На примере дела Михеева суд показал, что вопросы независимости расследования имеют личностный аспект. В то самое время, когда из Михеева при помощи пыток старались получить признание в изнасиловании и убийстве, в РУВД находился заместитель областного прокурора. Когда после первой серии пыток Михеева привели к прокурору на беседу, он обратился с жалобой на незаконные методы ведения следствия. Заместитель областного прокурора на жалобу отреагировал приказом увести Михеева «туда, откуда привели», то есть фактически одобрил применение пыток. Европейский суд отметил, что расследование жалобы Михеева на пытки велось районной прокуратурой, на работу которой заместитель областного прокурора мог оказывать непосредственное воздействие. Другим моментом, ставящим под сомнение независимость следствия, был тот факт, что выполнение ряда следственных действий (а именно – поиска и допроса одного из свидетелей) был поручен сотруднику милиции, косвенно участвовавшему в выбивании показаний из Михеева.
Европейский суд не удивился тому, что милиционер свидетеля – инвалида-колясочника – по месту жительства так и не нашел.

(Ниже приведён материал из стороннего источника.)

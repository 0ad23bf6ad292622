//! Unit tests for the parser module.
//!
//! This module contains tests for parsing SQL batches including:
//! - Statement dispatch for every statement family
//! - Expression precedence and SQL mode effects
//! - Query structure, set operations, subqueries and aliases
//! - Data definition elements, ALTER specifications and partitions
//! - Ambiguity resolution between similar looking forms
//! - Batch recovery and error reporting

use rstest::rstest;

use crate::{
    ast::{
        ast::{Binding, NodeRef, RuleContext, TokenId},
        kinds::{NodeKind, PartitionDefinitionListContext, SelectFieldContext, UserIdentityContext},
    },
    config::config::{ParserConfig, SqlMode},
    errors::errors::ErrorImpl,
    lexer::keywords::Keyword,
    parse, parse_with,
    parser::parser::ParseResult,
};

fn parse_ok(sql: &str) -> ParseResult {
    let result = parse(sql);
    assert!(result.is_ok(), "{:?} failed: {:?}", sql, result.errors());
    result
}

fn parse_in(sql: &str, sql_mode: SqlMode) -> ParseResult {
    parse_with(sql.as_bytes(), &ParserConfig::default().with_sql_mode(sql_mode))
}

fn first_statement(result: &ParseResult) -> NodeRef<'_> {
    result.statements().next().expect("no statement parsed")
}

/// First node of `kind` in pre-order.
fn find<'t>(node: NodeRef<'t>, kind: NodeKind) -> Option<NodeRef<'t>> {
    if node.kind() == kind {
        return Some(node);
    }
    node.child_nodes().find_map(|child| find(child, kind))
}

fn count(node: NodeRef<'_>, kind: NodeKind) -> usize {
    let own = usize::from(node.kind() == kind);
    own + node.child_nodes().map(|child| count(child, kind)).sum::<usize>()
}

fn expr_sexp(sql: &str, sql_mode: SqlMode) -> String {
    let result = parse_in(sql, sql_mode);
    assert!(result.is_ok(), "{:?}", result.errors());
    let field = find(result.tree().root(), NodeKind::SelectField).expect("no select field");
    field.first_child_node().expect("empty field").to_sexp()
}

Рассматривая дело Михеева, суд указал, что независимость следствия надо оценивать не только исходя из наличия или отсутствия иерархических или личных связей между следователями и потенциальными виновниками пыток. По мнению суда, большое значение имеет независимость выводов следствия. Следствие по делу о пытках в армии не может опираться только лишь на показания потенциально замешанных в это дело военнослужащих. Так же и следствие по делу о пытках в милиции не может обосновывать вывод, что пыток не было, только на основании показаний самих сотрудников милиции.
В деле Михеева чрезмерный упор на показания милиционеров был расценен судом как признак зависимости следствия. Кроме того, суд указал на недопустимость жонглирования доказательствами, когда в пользу одной выбранной версии (в случае Михеева – версии об отсутствии пыток) следователь просто не упоминает те доказательства, которые эту версию опровергают, или необоснованно утверждает, что такие доказательства дефектны.
Требования тщательности и быстроты следствия, а также объективности оценки доказательств, выдвигаемые Европейским судом, не противоречат нашему процессуальному законодательству.
Хотелось бы надеяться, что работники прокуратуры, ведущие сейчас расследование по делу Сычева или по другим делам о дедовщине и милицейском насилии, будут следовать им, чтобы пострадавшим не пришлось, как Михееву, отстаивать свою правоту в течение семи лет.